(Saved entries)
--------------------
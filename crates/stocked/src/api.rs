use std::rc::Rc;

use serde_json::Value;
use stocked_path::Pxth;

use crate::error::StockError;
use crate::observer_array::Observer;
use crate::observers::BatchUpdate;
use crate::set_state_action::SetStateAction;
use crate::subscription::Subscription;

/// Logical read/write/watch interface.
///
/// Implemented by [`crate::Stock`] and by [`crate::ProxiedStock`], which wraps
/// another implementation; this is what binding layers talk to, and what
/// lets proxies stack.
pub trait StockApi {
    /// Sub-value at `path` (`null` when absent; the whole tree for the root).
    fn get_value(&self, path: &Pxth) -> Result<Value, StockError>;

    fn get_values(&self) -> Result<Rc<Value>, StockError>;

    fn set_value(&self, path: &Pxth, action: SetStateAction) -> Result<(), StockError>;

    fn set_values(&self, values: Value) -> Result<(), StockError>;

    fn reset_values(&self) -> Result<(), StockError>;

    fn watch(&self, path: &Pxth, observer: Observer<Value>) -> Result<Subscription, StockError>;

    fn watch_all(&self, observer: Observer<Value>) -> Result<Subscription, StockError> {
        self.watch(&Pxth::root(), observer)
    }

    fn watch_batch_updates(&self, observer: Observer<BatchUpdate>) -> Subscription;

    fn is_observed(&self, path: &Pxth) -> bool;
}
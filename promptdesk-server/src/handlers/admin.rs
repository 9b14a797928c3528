//! Admin analytics endpoints. Read-only apart from bulk message deletion.

use std::sync::Arc;

use axum::{
    Json, Router,
    extract::{
        Extension, Path, Query, State,
        rejection::{PathRejection, QueryRejection},
    },
    routing::{delete, get},
};
use chrono::Utc;
use shared::{
    config::Config,
    models::{
        AssistantDetailResponse, AssistantListResponse, ChatDetailResponse, ChatListResponse,
        ChatPageQuery, DeleteMessagesResponse, ErrorResponse, PageQuery, StatsResponse,
        UserDetailResponse, UserListResponse,
    },
};
use tracing::{info, instrument};
use uuid::Uuid;

use crate::{
    app_state::AppState,
    http::error::{ApiError, AppResult},
    services::{
        analytics::{self, UsageSnapshot},
        chat_service::ChatService,
        message_service::MessageService,
    },
};

pub fn routes() -> Router<Arc<AppState>> {
    Router::new()
        .route("/admin/stats", get(stats))
        .route("/admin/assistants", get(list_assistants))
        .route("/admin/assistants/{name}", get(assistant_detail))
        .route("/admin/users", get(list_users))
        .route("/admin/users/{fingerprint}", get(user_detail))
        .route("/admin/chats", get(list_chats))
        .route("/admin/chats/{chat_id}", get(chat_detail))
        .route("/admin/chats/{chat_id}/messages", delete(delete_chat_messages))
}

async fn snapshot(state: &AppState) -> AppResult<UsageSnapshot> {
    Ok(UsageSnapshot::load(state.store.as_ref()).await?)
}

#[utoipa::path(
    get,
    path = "/api/admin/stats",
    responses(
        (status = 200, description = "Usage overview", body = StatsResponse),
        (status = 401, description = "Missing or wrong admin token", body = ErrorResponse)
    ),
    security(("admin_token" = [])),
    tag = "Admin"
)]
#[instrument(skip_all)]
pub async fn stats(
    State(state): State<Arc<AppState>>,
    Extension(config): Extension<Arc<Config>>,
) -> AppResult<Json<StatsResponse>> {
    let snapshot = snapshot(&state).await?;
    Ok(Json(snapshot.stats(
        &state.prices,
        Utc::now(),
        config.admin.top_conversations,
    )))
}

#[utoipa::path(
    get,
    path = "/api/admin/assistants",
    params(PageQuery),
    responses(
        (status = 200, description = "Usage grouped by assistant", body = AssistantListResponse),
        (status = 401, description = "Missing or wrong admin token", body = ErrorResponse)
    ),
    security(("admin_token" = [])),
    tag = "Admin"
)]
#[instrument(skip_all)]
pub async fn list_assistants(
    State(state): State<Arc<AppState>>,
    Extension(config): Extension<Arc<Config>>,
    query: Result<Query<PageQuery>, QueryRejection>,
) -> AppResult<Json<AssistantListResponse>> {
    let Query(query) = query?;
    let snapshot = snapshot(&state).await?;
    Ok(Json(snapshot.assistant_list(
        &state.prices,
        &query,
        &config.admin,
    )))
}

#[utoipa::path(
    get,
    path = "/api/admin/assistants/{name}",
    params(("name" = String, Path, description = "Assistant name, matched ignoring case")),
    responses(
        (status = 200, description = "Assistant usage with per-user transcripts", body = AssistantDetailResponse),
        (status = 404, description = "No assistant with that name", body = ErrorResponse)
    ),
    security(("admin_token" = [])),
    tag = "Admin"
)]
#[instrument(skip(state))]
pub async fn assistant_detail(
    State(state): State<Arc<AppState>>,
    name: Result<Path<String>, PathRejection>,
) -> AppResult<Json<AssistantDetailResponse>> {
    let Path(name) = name?;
    let snapshot = snapshot(&state).await?;
    snapshot
        .assistant_detail(&name, &state.prices)
        .map(Json)
        .ok_or_else(|| ApiError::not_found("Assistant not found"))
}

#[utoipa::path(
    get,
    path = "/api/admin/users",
    params(PageQuery),
    responses(
        (status = 200, description = "Usage grouped by user fingerprint", body = UserListResponse),
        (status = 401, description = "Missing or wrong admin token", body = ErrorResponse)
    ),
    security(("admin_token" = [])),
    tag = "Admin"
)]
#[instrument(skip_all)]
pub async fn list_users(
    State(state): State<Arc<AppState>>,
    Extension(config): Extension<Arc<Config>>,
    query: Result<Query<PageQuery>, QueryRejection>,
) -> AppResult<Json<UserListResponse>> {
    let Query(query) = query?;
    let snapshot = snapshot(&state).await?;
    Ok(Json(snapshot.user_list(&state.prices, &query, &config.admin)))
}

#[utoipa::path(
    get,
    path = "/api/admin/users/{fingerprint}",
    params(("fingerprint" = String, Path, description = "User fingerprint")),
    responses(
        (status = 200, description = "User usage with per-assistant transcripts", body = UserDetailResponse),
        (status = 404, description = "User has no messages", body = ErrorResponse)
    ),
    security(("admin_token" = [])),
    tag = "Admin"
)]
#[instrument(skip(state))]
pub async fn user_detail(
    State(state): State<Arc<AppState>>,
    fingerprint: Result<Path<String>, PathRejection>,
) -> AppResult<Json<UserDetailResponse>> {
    let Path(fingerprint) = fingerprint?;
    let snapshot = snapshot(&state).await?;
    snapshot
        .user_detail(&fingerprint, &state.prices)
        .map(Json)
        .ok_or_else(|| ApiError::not_found("User not found"))
}

#[utoipa::path(
    get,
    path = "/api/admin/chats",
    params(ChatPageQuery),
    responses(
        (status = 200, description = "Chats with message counts", body = ChatListResponse),
        (status = 400, description = "Invalid sort parameters", body = ErrorResponse)
    ),
    security(("admin_token" = [])),
    tag = "Admin"
)]
#[instrument(skip_all)]
pub async fn list_chats(
    State(state): State<Arc<AppState>>,
    Extension(config): Extension<Arc<Config>>,
    query: Result<Query<ChatPageQuery>, QueryRejection>,
) -> AppResult<Json<ChatListResponse>> {
    let Query(query) = query?;
    let snapshot = snapshot(&state).await?;
    Ok(Json(snapshot.chat_list(&query, &config.admin)))
}

#[utoipa::path(
    get,
    path = "/api/admin/chats/{chat_id}",
    params(("chat_id" = Uuid, Path, description = "Chat id")),
    responses(
        (status = 200, description = "Chat transcript and statistics", body = ChatDetailResponse),
        (status = 404, description = "Unknown chat", body = ErrorResponse)
    ),
    security(("admin_token" = [])),
    tag = "Admin"
)]
#[instrument(skip(state))]
pub async fn chat_detail(
    State(state): State<Arc<AppState>>,
    chat_id: Result<Path<Uuid>, PathRejection>,
) -> AppResult<Json<ChatDetailResponse>> {
    let Path(chat_id) = chat_id?;
    let chat = ChatService::new(state.store.clone())
        .get_chat(chat_id)
        .await?;
    let assistant = match chat.assistant_id {
        Some(id) => state.store.get_assistant(id).await?,
        None => None,
    };
    let messages = state.store.list_messages(chat_id).await?;
    Ok(Json(analytics::chat_detail(
        chat,
        assistant,
        messages,
        &state.prices,
    )))
}

#[utoipa::path(
    delete,
    path = "/api/admin/chats/{chat_id}/messages",
    params(("chat_id" = Uuid, Path, description = "Chat id")),
    responses(
        (status = 200, description = "Messages deleted", body = DeleteMessagesResponse),
        (status = 404, description = "Unknown chat", body = ErrorResponse)
    ),
    security(("admin_token" = [])),
    tag = "Admin"
)]
#[instrument(skip(state))]
pub async fn delete_chat_messages(
    State(state): State<Arc<AppState>>,
    chat_id: Result<Path<Uuid>, PathRejection>,
) -> AppResult<Json<DeleteMessagesResponse>> {
    let Path(chat_id) = chat_id?;
    let deleted = MessageService::new(state.store.clone())
        .delete_all(chat_id)
        .await?;
    info!(%chat_id, deleted, "chat messages deleted");
    Ok(Json(DeleteMessagesResponse {
        success: true,
        deleted,
    }))
}
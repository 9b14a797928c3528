//! Streaming completion relay.
//!
//! A request is validated and turned into a provider request up front. Once
//! the provider accepts it, a spawned task forwards deltas into a bounded
//! channel that backs the SSE response body, then emits one token report and
//! the terminator.

use std::time::Instant;

use futures::StreamExt;
use metrics::{counter, gauge, histogram};
use shared::{
    config::Config,
    llms::{CompletionRequest, CompletionStream, ProviderMessage, TokenUsage},
    models::{ChatRequest, ChatStreamEvent, MessageRole, StreamFrame, TokenReport},
    usage::{TokenTally, estimate_tokens},
};
use thiserror::Error;
use tokio::sync::mpsc;
use tokio_stream::wrappers::ReceiverStream;
use tracing::{debug, error, info, trace};

/// Request-level validation failures. All map to 400.
#[derive(Debug, Clone, Copy, Error, PartialEq, Eq)]
pub enum ChatRequestError {
    #[error("No messages to process")]
    NoMessages,
    #[error("At least one user message is required")]
    NoUserMessage,
}

/// Aborts the response body after streaming has begun.
#[derive(Debug, Error)]
#[error("completion stream aborted: {0}")]
pub struct RelayError(String);

pub type RelayItem = Result<StreamFrame, RelayError>;

/// Completion settings taken from configuration.
#[derive(Debug, Clone)]
pub struct StreamSettings {
    pub default_model: String,
    pub temperature: f32,
    pub max_tokens: u32,
    pub channel_capacity: usize,
}

impl StreamSettings {
    #[must_use]
    pub fn from_config(config: &Config) -> Self {
        Self {
            default_model: config.llm.default_model.clone(),
            temperature: config.llm.temperature,
            max_tokens: config.llm.max_tokens,
            channel_capacity: config.sse.channel_capacity.max(1),
        }
    }
}

/// Estimates used when the provider does not report usage.
#[derive(Debug, Clone, Copy, Default, PartialEq, Eq)]
pub struct InputEstimate {
    pub system_prompt: u32,
    /// System prompt plus the last supplied turn.
    pub input: u32,
}

#[derive(Debug, Clone)]
pub struct PreparedChat {
    pub request: CompletionRequest,
    pub estimate: InputEstimate,
}

/// Checks the request shape before any side effect.
///
/// # Errors
/// Returns [`ChatRequestError`] for an empty turn list or one without a user turn.
pub fn validate_request(request: &ChatRequest) -> Result<(), ChatRequestError> {
    if request.messages.is_empty() {
        return Err(ChatRequestError::NoMessages);
    }
    if !request
        .messages
        .iter()
        .any(|turn| turn.role == MessageRole::User)
    {
        return Err(ChatRequestError::NoUserMessage);
    }
    Ok(())
}

/// Validates a chat request and builds the provider request from it.
///
/// # Errors
/// Same as [`validate_request`].
pub fn prepare(
    request: ChatRequest,
    settings: &StreamSettings,
) -> Result<PreparedChat, ChatRequestError> {
    validate_request(&request)?;

    let system_prompt = request
        .system_prompt
        .as_deref()
        .map(str::trim)
        .filter(|prompt| !prompt.is_empty());

    let mut messages = Vec::with_capacity(request.messages.len() + 1);
    if let Some(prompt) = system_prompt {
        messages.push(ProviderMessage::new(MessageRole::System, prompt));
    }
    messages.extend(
        request
            .messages
            .iter()
            .map(|turn| ProviderMessage::new(turn.role, turn.content_or_empty())),
    );

    let system_prompt_tokens = system_prompt.map_or(0, estimate_tokens);
    let last_turn_tokens = request
        .messages
        .last()
        .map_or(0, |turn| estimate_tokens(turn.content_or_empty()));

    let model = request
        .model
        .as_deref()
        .map(str::trim)
        .filter(|model| !model.is_empty())
        .unwrap_or(&settings.default_model)
        .to_string();

    Ok(PreparedChat {
        request: CompletionRequest {
            model,
            messages,
            temperature: settings.temperature,
            max_tokens: settings.max_tokens,
        },
        estimate: InputEstimate {
            system_prompt: system_prompt_tokens,
            input: system_prompt_tokens + last_turn_tokens,
        },
    })
}

/// Final token figures. Provider usage wins over estimates.
#[must_use]
pub fn final_report(
    tally: &TokenTally,
    usage: Option<TokenUsage>,
    estimate: InputEstimate,
) -> TokenReport {
    let (assistant, input, reported_total) = match usage {
        Some(usage) => (
            usage.completion_tokens,
            usage.prompt_tokens,
            usage.total_tokens,
        ),
        None => (tally.estimate(), estimate.input, 0),
    };

    let total = if reported_total > 0 {
        reported_total
    } else {
        assistant + input
    };

    TokenReport {
        assistant,
        input,
        total,
        system_prompt_tokens: estimate.system_prompt,
    }
}

/// How a relay ended.
#[derive(Debug, Clone, Copy, PartialEq, Eq)]
pub enum RelayOutcome {
    Completed(TokenReport),
    Cancelled,
    Failed,
}

impl RelayOutcome {
    fn label(self) -> &'static str {
        match self {
            Self::Completed(_) => "completed",
            Self::Cancelled => "cancelled",
            Self::Failed => "failed",
        }
    }
}

struct ActiveStream;

impl ActiveStream {
    fn enter() -> Self {
        gauge!("chat_stream_active").increment(1.0);
        Self
    }
}

impl Drop for ActiveStream {
    fn drop(&mut self) {
        gauge!("chat_stream_active").decrement(1.0);
    }
}

/// Spawns the relay task and returns the frames it produces.
#[must_use]
pub fn spawn_relay(
    upstream: CompletionStream,
    estimate: InputEstimate,
    capacity: usize,
) -> ReceiverStream<RelayItem> {
    let (tx, rx) = mpsc::channel(capacity.max(1));
    tokio::spawn(async move {
        relay(upstream, estimate, tx).await;
    });
    ReceiverStream::new(rx)
}

/// Forwards provider deltas into `tx` until the provider finishes, fails, or
/// the receiver goes away.
pub async fn relay(
    mut upstream: CompletionStream,
    estimate: InputEstimate,
    tx: mpsc::Sender<RelayItem>,
) -> RelayOutcome {
    let _active = ActiveStream::enter();
    let started = Instant::now();
    let mut tally = TokenTally::new();
    let mut usage = None;

    let outcome = loop {
        let next = tokio::select! {
            () = tx.closed() => break RelayOutcome::Cancelled,
            next = upstream.next() => next,
        };

        match next {
            Some(Ok(chunk)) => {
                if let Some(reported) = chunk.usage {
                    usage = Some(reported);
                }
                if chunk.delta.is_empty() {
                    continue;
                }

                let running = tally.push(&chunk.delta);
                trace!(running_estimate = running, "forwarding delta");
                let frame = StreamFrame::Event(ChatStreamEvent::Content {
                    content: chunk.delta,
                });
                if tx.send(Ok(frame)).await.is_err() {
                    break RelayOutcome::Cancelled;
                }
            }
            Some(Err(err)) => {
                error!(error = %err, "completion stream failed");
                let _ = tx.send(Err(RelayError(err.to_string()))).await;
                break RelayOutcome::Failed;
            }
            None => {
                let report = final_report(&tally, usage, estimate);
                let tokens = StreamFrame::Event(ChatStreamEvent::Tokens { tokens: report });
                if tx.send(Ok(tokens)).await.is_err() || tx.send(Ok(StreamFrame::Done)).await.is_err()
                {
                    break RelayOutcome::Cancelled;
                }
                break RelayOutcome::Completed(report);
            }
        }
    };

    drop(upstream);
    counter!("chat_streams_total", "outcome" => outcome.label()).increment(1);
    let elapsed_ms = started.elapsed().as_secs_f64() * 1000.0;
    match outcome {
        RelayOutcome::Completed(report) => {
            histogram!("chat_stream_tokens", "kind" => "assistant").record(f64::from(report.assistant));
            histogram!("chat_stream_tokens", "kind" => "input").record(f64::from(report.input));
            info!(
                assistant_tokens = report.assistant,
                input_tokens = report.input,
                total_tokens = report.total,
                elapsed_ms,
                "completion stream finished"
            );
        }
        RelayOutcome::Cancelled => debug!(elapsed_ms, "client disconnected from completion stream"),
        RelayOutcome::Failed => {}
    }

    outcome
}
--------------------
- DIRECTIONS FOR THIS TASK
Whenever the string "ChatPageQuery" turns up in a line of the data, copy that line.

- EXPECTED OUTPUT
        ChatPageQuery, DeleteMessagesResponse, ErrorResponse, PageQuery, StatsResponse,
    params(ChatPageQuery),
    query: Result<Query<ChatPageQuery>, QueryRejection>,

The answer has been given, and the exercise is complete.